The commercialization of BCAs faces many challenges. First, the market value of BCAs represents less than 5% for the entire phytosanitary sector [15]. This is largely due to a limited number of registered formulations, though this number is rapidly increasing, as 64% of the BCAs’ species approved by the United States Environmental Protection Agency have been registered for the last ten years [16]. The proportion of BCAs strains employed for pest management in the field only accounts for 1% of the protection methods used in agriculture [16]. This should be compared to the percentage of fungicides used, which accounts for 15% of the total chemicals employed [17]. Finally, it can be noted that the manufacturers/producers of biopesticide active agents belong to a very limited number of countries, mainly the USA, followed by a few in Europe (Spain, Belgium, The Netherlands and Austria) [1].
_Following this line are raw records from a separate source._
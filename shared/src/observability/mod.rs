//! Observability utilities
//!
//! Provides centralized logging setup for all services

pub mod logging;

pub use logging::*;

use thiserror::Error;

#[derive(Debug, Error)]
pub enum ObservabilityError {
    #[error("Logging setup error: {0}")]
    Logging(String),
}

pub type ObservabilityResult<T> = Result<T, ObservabilityError>;
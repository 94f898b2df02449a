use axum::{extract::State, http::StatusCode, response::Json};
use serde::{Deserialize, Serialize};
use shared::{ApiResponse, CommonError};
use std::sync::Arc;
use tracing::info;
use validator::Validate;

use super::AppError;
use crate::models::adyen::PayoutAccountHolderResponse;
use crate::AppState;

#[derive(Debug, Serialize, Deserialize, Validate)]
#[serde(rename_all = "camelCase")]
pub struct PayoutRequest {
    #[validate(length(min = 1, max = 50))]
    pub account_holder_code: String,

    /// Decimal amount in major units, e.g. `10.25`
    #[validate(length(min = 1))]
    pub amount: String,

    #[validate(length(equal = 3))]
    pub currency: String,

    #[validate(length(min = 5, max = 34))]
    pub iban: String,

    pub description: Option<String>,
}

pub async fn create_payout(
    State(state): State<Arc<AppState>>,
    Json(payload): Json<PayoutRequest>,
) -> Result<(StatusCode, Json<ApiResponse<PayoutAccountHolderResponse>>), AppError> {
    payload
        .validate()
        .map_err(|e| CommonError::InvalidInput(format!("{}", e)))?;

    info!(account_holder_code = %payload.account_holder_code, amount = %payload.amount, "Payout requested");

    let request = state
        .payouts
        .create_payout_account_holder_request(
            &payload.account_holder_code,
            &payload.amount,
            &payload.currency,
            &payload.iban,
            payload.description.as_deref(),
        )
        .await?;
    let response = state.payouts.payout(request).await?;

    Ok((StatusCode::OK, Json(ApiResponse::success(response))))
}
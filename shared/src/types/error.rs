//! Common error type for the connector services

use thiserror::Error;

#[derive(Debug, Error)]
pub enum CommonError {
    #[error("Database error: {0}")]
    Database(String),

    #[error("Resource not found: {0}")]
    NotFound(String),

    #[error("Invalid input: {0}")]
    InvalidInput(String),

    #[error("External service error: {0}")]
    ExternalService(String),

    #[error("Configuration error: {0}")]
    Configuration(String),

    #[error("Timeout: {0}")]
    Timeout(String),

    #[error("Internal error: {0}")]
    Internal(String),
}

impl CommonError {
    pub fn http_status_code(&self) -> u16 {
        match self {
            CommonError::InvalidInput(_) => 400,
            CommonError::NotFound(_) => 404,
            CommonError::ExternalService(_) => 502,
            CommonError::Timeout(_) => 504,
            _ => 500,
        }
    }

    /// Short machine readable code used in API error bodies
    pub fn code(&self) -> &'static str {
        match self {
            CommonError::Database(_) => "database_error",
            CommonError::NotFound(_) => "not_found",
            CommonError::InvalidInput(_) => "invalid_input",
            CommonError::ExternalService(_) => "external_service_error",
            CommonError::Configuration(_) => "configuration_error",
            CommonError::Timeout(_) => "timeout",
            CommonError::Internal(_) => "internal_error",
        }
    }

    pub fn is_retryable(&self) -> bool {
        matches!(
            self,
            CommonError::Timeout(_) | CommonError::ExternalService(_) | CommonError::Database(_)
        )
    }
}

impl From<sqlx::Error> for CommonError {
    fn from(err: sqlx::Error) -> Self {
        match err {
            sqlx::Error::RowNotFound => CommonError::NotFound("row not found".to_string()),
            other => CommonError::Database(other.to_string()),
        }
    }
}

impl From<std::io::Error> for CommonError {
    fn from(err: std::io::Error) -> Self {
        CommonError::Internal(err.to_string())
    }
}
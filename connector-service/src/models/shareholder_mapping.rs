// connector-service/src/models/shareholder_mapping.rs

use serde::{Deserialize, Serialize};
use sqlx::{FromRow, PgPool};

/// Links a shop's UBO slot to the shareholder code MarketPay assigned to it
#[derive(Debug, Clone, PartialEq, Serialize, Deserialize, FromRow)]
pub struct ShareholderMapping {
    pub id: i64,
    pub mirakl_shop_id: String,
    pub mirakl_ubo_number: i32,
    pub adyen_shareholder_code: String,
}

impl ShareholderMapping {
    pub async fn find_by_shop_and_ubo(
        pool: &PgPool,
        shop_id: &str,
        ubo_number: i32,
    ) -> Result<Option<ShareholderMapping>, sqlx::Error> {
        let record = sqlx::query_as::<_, ShareholderMapping>(
            "SELECT * FROM shareholder_mapping WHERE mirakl_shop_id = $1 AND mirakl_ubo_number = $2"
        )
        .bind(shop_id)
        .bind(ubo_number)
        .fetch_optional(pool)
        .await?;

        Ok(record)
    }

    pub async fn find_by_shareholder_code(
        pool: &PgPool,
        code: &str,
    ) -> Result<Option<ShareholderMapping>, sqlx::Error> {
        let record = sqlx::query_as::<_, ShareholderMapping>(
            "SELECT * FROM shareholder_mapping WHERE adyen_shareholder_code = $1"
        )
        .bind(code)
        .fetch_optional(pool)
        .await?;

        Ok(record)
    }

    pub async fn create(
        pool: &PgPool,
        shop_id: &str,
        ubo_number: i32,
        code: &str,
    ) -> Result<ShareholderMapping, sqlx::Error> {
        let record = sqlx::query_as::<_, ShareholderMapping>(
            r#"
            INSERT INTO shareholder_mapping (mirakl_shop_id, mirakl_ubo_number, adyen_shareholder_code)
            VALUES ($1, $2, $3)
            ON CONFLICT (mirakl_shop_id, mirakl_ubo_number)
            DO UPDATE SET adyen_shareholder_code = EXCLUDED.adyen_shareholder_code
            RETURNING *
            "#
        )
        .bind(shop_id)
        .bind(ubo_number)
        .bind(code)
        .fetch_one(pool)
        .await?;

        Ok(record)
    }
}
To conclude with, future prospects in biocontrol will concern, on one hand, deepening our fundamental knowledge on the mechanisms taking place upon the interaction of BCAs and their host plants. From a practical point of view, it is of prime importance to pursue the selection of new organisms for biocontrol at the lab and field scale as well as to understand and manage the factors compromising BCAs’ efficacy, such as the risk factors which can facilitate the emergence of plant pathogen strains resistant to BCAs. This encompasses the management of environmental factors, physiological and genetic improvement of the mechanisms of biocontrol, the use of microorganism combinations and new formulations of the biopesticide active agents.

The papers presented in this Special Issue concern different aspects of the interrelations between plants and microorganisms, and authors hope this will convince young researchers to work on this field of research.